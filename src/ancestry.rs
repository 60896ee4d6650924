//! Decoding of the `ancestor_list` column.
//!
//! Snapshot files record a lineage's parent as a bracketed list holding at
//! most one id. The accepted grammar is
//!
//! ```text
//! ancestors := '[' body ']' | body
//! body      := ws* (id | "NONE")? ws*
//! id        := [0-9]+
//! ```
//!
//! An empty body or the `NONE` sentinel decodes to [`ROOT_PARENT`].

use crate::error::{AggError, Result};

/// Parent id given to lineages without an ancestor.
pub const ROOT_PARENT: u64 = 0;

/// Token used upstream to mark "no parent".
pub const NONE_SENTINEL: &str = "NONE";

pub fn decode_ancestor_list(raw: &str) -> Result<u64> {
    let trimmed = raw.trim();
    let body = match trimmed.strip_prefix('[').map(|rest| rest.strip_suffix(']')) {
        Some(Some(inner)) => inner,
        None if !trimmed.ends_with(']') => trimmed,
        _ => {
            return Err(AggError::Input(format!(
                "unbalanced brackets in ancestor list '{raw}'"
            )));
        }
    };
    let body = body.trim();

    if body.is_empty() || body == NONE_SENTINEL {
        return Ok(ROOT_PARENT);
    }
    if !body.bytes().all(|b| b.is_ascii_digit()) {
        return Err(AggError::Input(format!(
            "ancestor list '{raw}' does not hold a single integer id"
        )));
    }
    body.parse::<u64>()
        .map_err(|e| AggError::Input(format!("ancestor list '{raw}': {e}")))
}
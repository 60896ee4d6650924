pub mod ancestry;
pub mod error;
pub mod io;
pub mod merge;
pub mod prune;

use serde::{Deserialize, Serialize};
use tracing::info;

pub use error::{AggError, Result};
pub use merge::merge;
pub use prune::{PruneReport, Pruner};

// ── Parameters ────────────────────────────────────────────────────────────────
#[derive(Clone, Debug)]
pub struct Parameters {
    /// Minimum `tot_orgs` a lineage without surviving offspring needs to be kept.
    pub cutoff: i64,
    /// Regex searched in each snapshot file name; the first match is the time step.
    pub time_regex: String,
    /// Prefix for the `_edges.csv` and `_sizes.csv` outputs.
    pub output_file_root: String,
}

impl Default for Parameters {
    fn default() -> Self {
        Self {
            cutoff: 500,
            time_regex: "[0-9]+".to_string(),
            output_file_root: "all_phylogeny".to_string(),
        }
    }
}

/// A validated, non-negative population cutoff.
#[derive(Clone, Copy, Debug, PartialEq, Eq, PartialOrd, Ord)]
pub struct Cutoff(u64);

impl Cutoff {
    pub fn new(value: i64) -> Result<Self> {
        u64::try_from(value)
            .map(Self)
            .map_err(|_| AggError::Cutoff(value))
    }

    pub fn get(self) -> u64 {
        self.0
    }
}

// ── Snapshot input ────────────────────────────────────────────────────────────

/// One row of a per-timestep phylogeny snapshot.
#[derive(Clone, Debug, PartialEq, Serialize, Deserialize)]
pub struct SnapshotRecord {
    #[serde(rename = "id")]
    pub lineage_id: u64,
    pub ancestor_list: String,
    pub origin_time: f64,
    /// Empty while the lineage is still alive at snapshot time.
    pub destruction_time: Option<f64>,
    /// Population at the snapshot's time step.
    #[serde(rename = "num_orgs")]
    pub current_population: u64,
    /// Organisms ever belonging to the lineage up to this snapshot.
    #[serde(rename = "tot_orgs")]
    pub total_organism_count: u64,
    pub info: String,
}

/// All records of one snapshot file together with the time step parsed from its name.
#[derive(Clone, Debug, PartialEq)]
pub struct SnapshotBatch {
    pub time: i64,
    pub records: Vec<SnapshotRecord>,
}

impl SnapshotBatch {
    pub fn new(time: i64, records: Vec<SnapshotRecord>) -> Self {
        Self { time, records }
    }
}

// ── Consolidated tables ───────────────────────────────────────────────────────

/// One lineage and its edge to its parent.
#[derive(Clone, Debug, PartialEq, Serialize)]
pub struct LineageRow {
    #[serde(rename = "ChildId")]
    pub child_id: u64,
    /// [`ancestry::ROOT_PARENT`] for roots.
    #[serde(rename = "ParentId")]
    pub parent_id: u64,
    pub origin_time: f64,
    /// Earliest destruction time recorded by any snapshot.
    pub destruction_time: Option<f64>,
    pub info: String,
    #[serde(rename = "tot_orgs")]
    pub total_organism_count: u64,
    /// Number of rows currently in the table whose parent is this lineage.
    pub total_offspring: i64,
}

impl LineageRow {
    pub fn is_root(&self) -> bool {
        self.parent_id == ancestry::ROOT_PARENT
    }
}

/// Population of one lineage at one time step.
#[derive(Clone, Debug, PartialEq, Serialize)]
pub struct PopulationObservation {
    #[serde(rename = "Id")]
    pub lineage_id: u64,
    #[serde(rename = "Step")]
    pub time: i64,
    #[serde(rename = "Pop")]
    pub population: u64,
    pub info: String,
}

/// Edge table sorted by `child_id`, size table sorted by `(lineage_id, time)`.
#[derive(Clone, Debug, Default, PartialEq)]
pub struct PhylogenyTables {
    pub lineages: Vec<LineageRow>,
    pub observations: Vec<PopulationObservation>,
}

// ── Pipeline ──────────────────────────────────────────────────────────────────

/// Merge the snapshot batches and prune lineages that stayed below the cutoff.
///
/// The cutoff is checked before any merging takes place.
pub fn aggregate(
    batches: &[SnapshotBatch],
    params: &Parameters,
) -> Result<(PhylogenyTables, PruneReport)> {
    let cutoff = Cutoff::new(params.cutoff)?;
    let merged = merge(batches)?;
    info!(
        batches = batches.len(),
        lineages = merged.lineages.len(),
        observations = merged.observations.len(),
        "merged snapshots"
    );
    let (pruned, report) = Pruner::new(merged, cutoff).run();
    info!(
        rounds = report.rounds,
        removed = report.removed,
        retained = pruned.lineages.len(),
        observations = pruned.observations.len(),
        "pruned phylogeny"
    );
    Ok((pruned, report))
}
--
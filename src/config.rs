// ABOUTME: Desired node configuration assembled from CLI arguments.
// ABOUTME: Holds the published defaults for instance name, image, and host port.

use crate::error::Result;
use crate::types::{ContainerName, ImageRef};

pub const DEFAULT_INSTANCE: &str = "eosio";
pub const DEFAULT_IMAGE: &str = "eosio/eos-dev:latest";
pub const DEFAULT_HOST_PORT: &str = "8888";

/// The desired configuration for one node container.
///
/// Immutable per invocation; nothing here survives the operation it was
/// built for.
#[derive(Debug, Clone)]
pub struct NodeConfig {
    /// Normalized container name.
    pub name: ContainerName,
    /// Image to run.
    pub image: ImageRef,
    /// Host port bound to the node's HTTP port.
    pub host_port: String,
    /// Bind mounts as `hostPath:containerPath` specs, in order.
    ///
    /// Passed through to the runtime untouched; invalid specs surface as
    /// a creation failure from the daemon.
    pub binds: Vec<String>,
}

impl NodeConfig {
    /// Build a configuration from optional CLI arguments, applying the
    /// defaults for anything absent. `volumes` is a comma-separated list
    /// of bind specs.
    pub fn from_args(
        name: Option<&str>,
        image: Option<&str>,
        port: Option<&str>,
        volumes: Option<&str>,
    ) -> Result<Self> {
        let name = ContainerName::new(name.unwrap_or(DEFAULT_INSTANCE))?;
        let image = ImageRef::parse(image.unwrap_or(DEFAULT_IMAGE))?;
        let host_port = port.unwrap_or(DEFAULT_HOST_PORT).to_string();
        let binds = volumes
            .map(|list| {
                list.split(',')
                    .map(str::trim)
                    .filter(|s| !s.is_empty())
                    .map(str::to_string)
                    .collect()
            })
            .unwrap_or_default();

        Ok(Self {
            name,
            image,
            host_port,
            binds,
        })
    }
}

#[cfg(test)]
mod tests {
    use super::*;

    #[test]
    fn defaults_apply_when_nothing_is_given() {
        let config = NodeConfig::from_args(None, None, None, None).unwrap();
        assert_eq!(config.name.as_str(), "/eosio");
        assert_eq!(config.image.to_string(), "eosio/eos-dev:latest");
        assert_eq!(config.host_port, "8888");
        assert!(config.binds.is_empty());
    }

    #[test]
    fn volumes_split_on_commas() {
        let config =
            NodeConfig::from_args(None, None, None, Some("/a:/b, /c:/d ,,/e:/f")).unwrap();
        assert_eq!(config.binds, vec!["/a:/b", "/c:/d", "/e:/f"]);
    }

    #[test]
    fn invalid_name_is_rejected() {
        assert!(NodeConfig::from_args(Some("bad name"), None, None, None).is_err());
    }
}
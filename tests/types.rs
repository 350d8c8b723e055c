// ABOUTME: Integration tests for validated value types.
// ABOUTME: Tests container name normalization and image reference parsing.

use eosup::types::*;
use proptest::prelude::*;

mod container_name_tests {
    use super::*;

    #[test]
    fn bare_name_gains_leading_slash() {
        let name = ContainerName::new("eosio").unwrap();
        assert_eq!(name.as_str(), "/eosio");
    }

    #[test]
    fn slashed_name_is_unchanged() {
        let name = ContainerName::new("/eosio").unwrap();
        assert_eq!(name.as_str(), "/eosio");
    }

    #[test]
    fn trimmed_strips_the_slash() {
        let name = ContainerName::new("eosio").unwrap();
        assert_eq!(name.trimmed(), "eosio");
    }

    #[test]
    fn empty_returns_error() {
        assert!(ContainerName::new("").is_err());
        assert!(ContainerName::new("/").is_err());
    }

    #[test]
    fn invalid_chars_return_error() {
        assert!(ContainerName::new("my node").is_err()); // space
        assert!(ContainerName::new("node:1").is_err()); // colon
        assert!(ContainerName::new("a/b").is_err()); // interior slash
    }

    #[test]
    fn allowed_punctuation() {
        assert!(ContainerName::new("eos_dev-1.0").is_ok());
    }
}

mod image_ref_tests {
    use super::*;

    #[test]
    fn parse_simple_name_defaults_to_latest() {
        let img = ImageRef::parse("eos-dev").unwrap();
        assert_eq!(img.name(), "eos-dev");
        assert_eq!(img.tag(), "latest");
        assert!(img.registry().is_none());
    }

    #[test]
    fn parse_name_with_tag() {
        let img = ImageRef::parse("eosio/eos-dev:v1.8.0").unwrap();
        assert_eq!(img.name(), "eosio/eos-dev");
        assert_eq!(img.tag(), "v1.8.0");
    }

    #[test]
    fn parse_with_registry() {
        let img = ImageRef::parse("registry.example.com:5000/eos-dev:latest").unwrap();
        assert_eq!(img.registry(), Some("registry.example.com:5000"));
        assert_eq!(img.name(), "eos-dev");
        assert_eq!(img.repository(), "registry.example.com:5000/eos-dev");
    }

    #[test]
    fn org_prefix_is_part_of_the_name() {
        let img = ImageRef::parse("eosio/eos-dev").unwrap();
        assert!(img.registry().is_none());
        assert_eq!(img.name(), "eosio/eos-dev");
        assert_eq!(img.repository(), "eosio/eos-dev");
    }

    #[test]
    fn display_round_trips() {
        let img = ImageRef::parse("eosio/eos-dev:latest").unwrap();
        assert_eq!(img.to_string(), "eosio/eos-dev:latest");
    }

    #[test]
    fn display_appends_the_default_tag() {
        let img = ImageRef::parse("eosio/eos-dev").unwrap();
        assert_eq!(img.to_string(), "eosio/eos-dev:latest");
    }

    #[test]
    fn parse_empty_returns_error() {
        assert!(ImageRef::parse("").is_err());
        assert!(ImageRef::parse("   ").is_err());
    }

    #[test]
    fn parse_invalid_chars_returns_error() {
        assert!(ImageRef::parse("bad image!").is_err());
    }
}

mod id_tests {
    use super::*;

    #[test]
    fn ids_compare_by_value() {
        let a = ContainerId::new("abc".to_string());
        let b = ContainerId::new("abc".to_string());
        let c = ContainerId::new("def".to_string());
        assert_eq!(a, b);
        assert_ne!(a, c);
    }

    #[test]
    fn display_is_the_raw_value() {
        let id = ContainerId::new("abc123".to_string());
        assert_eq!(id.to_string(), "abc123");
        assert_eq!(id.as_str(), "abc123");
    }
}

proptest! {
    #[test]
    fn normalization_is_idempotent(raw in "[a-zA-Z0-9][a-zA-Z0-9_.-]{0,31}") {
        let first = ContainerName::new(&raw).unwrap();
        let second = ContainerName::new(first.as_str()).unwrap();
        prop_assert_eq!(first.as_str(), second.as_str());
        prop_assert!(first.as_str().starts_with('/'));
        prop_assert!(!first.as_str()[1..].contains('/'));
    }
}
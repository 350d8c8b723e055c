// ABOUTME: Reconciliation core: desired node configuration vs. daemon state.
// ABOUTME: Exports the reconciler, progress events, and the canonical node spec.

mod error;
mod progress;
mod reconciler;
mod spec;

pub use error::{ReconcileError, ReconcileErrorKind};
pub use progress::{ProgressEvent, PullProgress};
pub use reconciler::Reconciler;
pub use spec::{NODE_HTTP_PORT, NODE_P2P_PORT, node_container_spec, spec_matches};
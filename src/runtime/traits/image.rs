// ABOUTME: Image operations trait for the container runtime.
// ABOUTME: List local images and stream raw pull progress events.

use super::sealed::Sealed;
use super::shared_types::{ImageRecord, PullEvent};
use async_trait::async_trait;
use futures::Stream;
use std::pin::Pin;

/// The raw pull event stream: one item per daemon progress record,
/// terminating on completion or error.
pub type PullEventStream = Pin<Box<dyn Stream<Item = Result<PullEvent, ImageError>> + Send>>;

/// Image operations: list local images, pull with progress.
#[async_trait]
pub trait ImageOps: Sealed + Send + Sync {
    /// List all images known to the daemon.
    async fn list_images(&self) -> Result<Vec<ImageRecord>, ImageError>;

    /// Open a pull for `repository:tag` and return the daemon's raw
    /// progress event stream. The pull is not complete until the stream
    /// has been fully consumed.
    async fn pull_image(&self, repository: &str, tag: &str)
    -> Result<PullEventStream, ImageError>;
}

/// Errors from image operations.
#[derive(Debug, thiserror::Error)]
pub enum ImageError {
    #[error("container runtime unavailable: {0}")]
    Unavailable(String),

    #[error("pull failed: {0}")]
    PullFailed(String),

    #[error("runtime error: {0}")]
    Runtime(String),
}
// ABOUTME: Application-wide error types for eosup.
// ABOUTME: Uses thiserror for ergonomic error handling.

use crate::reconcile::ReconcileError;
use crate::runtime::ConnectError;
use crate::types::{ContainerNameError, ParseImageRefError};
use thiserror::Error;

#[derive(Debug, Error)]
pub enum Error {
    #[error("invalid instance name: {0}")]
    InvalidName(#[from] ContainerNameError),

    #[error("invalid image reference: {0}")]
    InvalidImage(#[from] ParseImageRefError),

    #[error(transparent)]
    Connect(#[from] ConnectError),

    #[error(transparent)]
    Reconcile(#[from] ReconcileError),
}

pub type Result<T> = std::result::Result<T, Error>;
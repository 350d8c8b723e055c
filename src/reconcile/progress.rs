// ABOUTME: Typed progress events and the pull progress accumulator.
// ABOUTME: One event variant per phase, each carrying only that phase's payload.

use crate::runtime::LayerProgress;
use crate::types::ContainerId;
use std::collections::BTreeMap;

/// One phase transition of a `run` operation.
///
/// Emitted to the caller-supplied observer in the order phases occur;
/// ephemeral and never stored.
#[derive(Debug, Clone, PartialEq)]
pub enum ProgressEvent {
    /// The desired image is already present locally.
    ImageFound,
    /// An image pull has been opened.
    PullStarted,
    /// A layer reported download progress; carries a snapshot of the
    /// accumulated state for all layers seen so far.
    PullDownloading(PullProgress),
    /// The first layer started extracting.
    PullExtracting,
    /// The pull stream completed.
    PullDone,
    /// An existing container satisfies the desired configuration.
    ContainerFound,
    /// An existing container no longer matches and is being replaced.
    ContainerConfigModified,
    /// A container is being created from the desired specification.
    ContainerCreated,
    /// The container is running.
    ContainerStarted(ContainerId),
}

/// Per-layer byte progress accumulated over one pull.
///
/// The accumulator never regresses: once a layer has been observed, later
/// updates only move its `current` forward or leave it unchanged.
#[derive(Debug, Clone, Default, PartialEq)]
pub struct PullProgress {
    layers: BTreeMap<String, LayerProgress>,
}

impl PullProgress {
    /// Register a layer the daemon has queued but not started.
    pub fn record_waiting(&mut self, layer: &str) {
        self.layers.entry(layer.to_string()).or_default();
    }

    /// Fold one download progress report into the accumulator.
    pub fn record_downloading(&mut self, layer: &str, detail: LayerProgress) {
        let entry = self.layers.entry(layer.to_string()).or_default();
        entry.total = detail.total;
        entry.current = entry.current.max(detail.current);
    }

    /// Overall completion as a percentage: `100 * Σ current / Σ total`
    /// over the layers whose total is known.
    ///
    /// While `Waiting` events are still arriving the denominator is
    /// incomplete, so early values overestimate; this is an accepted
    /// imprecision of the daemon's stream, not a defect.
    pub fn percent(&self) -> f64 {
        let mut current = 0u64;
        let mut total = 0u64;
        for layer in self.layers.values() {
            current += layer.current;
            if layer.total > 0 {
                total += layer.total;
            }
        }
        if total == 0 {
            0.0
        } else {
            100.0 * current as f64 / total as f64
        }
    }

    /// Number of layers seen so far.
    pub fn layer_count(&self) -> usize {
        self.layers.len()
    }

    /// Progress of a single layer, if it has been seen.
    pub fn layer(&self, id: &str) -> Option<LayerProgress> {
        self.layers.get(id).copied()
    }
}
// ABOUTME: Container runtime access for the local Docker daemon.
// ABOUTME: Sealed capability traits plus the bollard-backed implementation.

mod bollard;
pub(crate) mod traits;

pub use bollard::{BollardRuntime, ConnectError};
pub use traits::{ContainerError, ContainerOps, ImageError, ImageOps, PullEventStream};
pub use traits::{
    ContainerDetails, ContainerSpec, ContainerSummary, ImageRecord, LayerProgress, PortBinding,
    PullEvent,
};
---
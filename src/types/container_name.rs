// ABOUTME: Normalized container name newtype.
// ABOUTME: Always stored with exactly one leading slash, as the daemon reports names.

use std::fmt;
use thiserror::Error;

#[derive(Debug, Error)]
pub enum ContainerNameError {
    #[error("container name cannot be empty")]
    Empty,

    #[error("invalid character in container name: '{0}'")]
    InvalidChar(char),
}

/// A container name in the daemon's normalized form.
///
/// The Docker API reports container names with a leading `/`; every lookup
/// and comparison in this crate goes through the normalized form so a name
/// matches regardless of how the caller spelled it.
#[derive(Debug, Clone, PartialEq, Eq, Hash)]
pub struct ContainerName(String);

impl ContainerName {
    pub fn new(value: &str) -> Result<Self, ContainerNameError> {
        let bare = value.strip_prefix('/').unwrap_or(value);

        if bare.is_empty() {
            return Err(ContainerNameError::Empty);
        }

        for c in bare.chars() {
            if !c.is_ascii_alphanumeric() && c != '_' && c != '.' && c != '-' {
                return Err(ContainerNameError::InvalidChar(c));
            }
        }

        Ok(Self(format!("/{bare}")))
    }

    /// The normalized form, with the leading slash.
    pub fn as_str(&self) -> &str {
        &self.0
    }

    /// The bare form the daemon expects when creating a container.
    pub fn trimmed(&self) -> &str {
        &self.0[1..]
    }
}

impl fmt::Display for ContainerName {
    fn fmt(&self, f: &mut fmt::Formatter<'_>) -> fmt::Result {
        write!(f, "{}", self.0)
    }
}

Task requirements: Please give only the number of lines above that contain "still".

Response to the task: 2